Stored records:

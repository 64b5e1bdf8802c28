//! Recognized track model

use serde::{Deserialize, Serialize};

/// One successfully parsed recognition result.
///
/// Immutable once constructed: enrichment produces a new value via
/// [`RecognizedTrack::with_enrichment`] instead of patching fields in place.
#[derive(Debug, Clone, PartialEq, Eq, Serialize, Deserialize)]
pub struct RecognizedTrack {
    /// Track title
    pub title: String,
    /// Primary artist (first credited artist; secondary artists are dropped)
    pub artist: String,
    /// Album name, when the recognizer reported one
    pub album: Option<String>,
    /// 4-character year string derived from the release date (best effort,
    /// shorter date strings pass through unvalidated)
    pub year: Option<String>,
    /// First listed genre
    pub genre: Option<String>,
    /// Artwork URL from enrichment
    pub artwork_url: Option<String>,
    /// 30-second preview URL from enrichment
    pub preview_url: Option<String>,
}

impl RecognizedTrack {
    /// Create a bare (un-enriched) track from recognizer fields
    pub fn new(
        title: String,
        artist: String,
        album: Option<String>,
        year: Option<String>,
        genre: Option<String>,
    ) -> Self {
        Self {
            title,
            artist,
            album,
            year,
            genre,
            artwork_url: None,
            preview_url: None,
        }
    }

    /// Return a new track with enrichment URLs filled in
    pub fn with_enrichment(
        &self,
        preview_url: Option<String>,
        artwork_url: Option<String>,
    ) -> Self {
        Self {
            preview_url,
            artwork_url,
            ..self.clone()
        }
    }

    /// "Title – Artist" line used as the session status text
    pub fn display_line(&self) -> String {
        format!("{} – {}", self.title, self.artist)
    }
}
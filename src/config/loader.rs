//! Configuration loading from disk.

use std::fs;
use std::path::Path;

use thiserror::Error;

use crate::config::schema::CtxlogConfig;
use crate::config::validation::{validate_config, ValidationError};

/// Error type for configuration loading.
#[derive(Debug, Error)]
pub enum ConfigError {
    #[error("IO error: {0}")]
    Io(#[from] std::io::Error),

    #[error("Parse error: {0}")]
    Parse(#[from] toml::de::Error),

    #[error("Validation failed: {}", join(.0))]
    Validation(Vec<ValidationError>),
}

fn join(errors: &[ValidationError]) -> String {
    errors
        .iter()
        .map(ToString::to_string)
        .collect::<Vec<_>>()
        .join(", ")
}

/// Load and validate configuration from a TOML file.
pub fn load_config(path: &Path) -> Result<CtxlogConfig, ConfigError> {
    let content = fs::read_to_string(path)?;
    parse(&content)
}

/// Parse and validate configuration from TOML text.
pub fn parse(content: &str) -> Result<CtxlogConfig, ConfigError> {
    let config: CtxlogConfig = toml::from_str(content)?;
    validate_config(&config).map_err(ConfigError::Validation)?;
    Ok(config)
}
//! HTTP integration.
//!
//! # Data Flow
//! ```text
//! Request
//!     → [optional tower_http SetRequestIdLayer]
//!     → layer.rs ContextLayer (bind logger + request_id/method/path)
//!     → handler extracts `Context` and logs through `ctxlog::info(&ctx, ..)`
//! ```

pub mod layer;
pub mod request;

pub use layer::{ContextLayer, ContextService};
pub use request::{request_id, X_REQUEST_ID};
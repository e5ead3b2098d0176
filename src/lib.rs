//! Carry a structured logger through a request-scoped [`Context`].
//!
//! Handlers, middleware and interceptors often have fixed signatures. Binding
//! a [`Logger`] (an [`slog::Logger`]) into the context they already receive
//! lets them log with the fields gathered further up the chain.
//!
//! ```
//! use ctxlog::Context;
//! use slog::o;
//!
//! let ctx = ctxlog::new_logger(&Context::background(), o!("request_id" => "r-1"));
//! let ctx = ctxlog::add_fields(&ctx, o!("user" => "alice"));
//! ctxlog::info(&ctx, "request accepted", o!("items" => 3));
//! ```

#[macro_use]
extern crate slog;

pub mod binding;
pub mod config;
pub mod context;
pub mod http;
pub mod logger;
pub mod observability;

pub use binding::{
    add_fields, crit, debug, error, get_logger, info, log, new_logger, set_logger, warn, CtxLogger,
};
pub use config::CtxlogConfig;
pub use context::Context;
pub use http::ContextLayer;
pub use logger::{FieldValue, Level, Logger, TracingDrain};
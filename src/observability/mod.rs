//! Observability subsystem.
//!
//! # Data Flow
//! ```text
//! slog loggers / binding calls
//!     → TracingDrain (one tracing field per pair, target "ctxlog" or "ctxlog::crit")
//!     → logging.rs subscriber (EnvFilter + fmt layer)
//!     → stdout (pretty, compact or JSON)
//! ```

pub mod logging;

pub use logging::{init, InitError};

WHAT THIS TASK INVOLVES
Pull every line containing "ConfigError" out of the entries.

SOLUTION TO THE PROBLEM
pub enum ConfigError {
pub fn load_config(path: &Path) -> Result<CtxlogConfig, ConfigError> {
pub fn parse(content: &str) -> Result<CtxlogConfig, ConfigError> {
    validate_config(&config).map_err(ConfigError::Validation)?;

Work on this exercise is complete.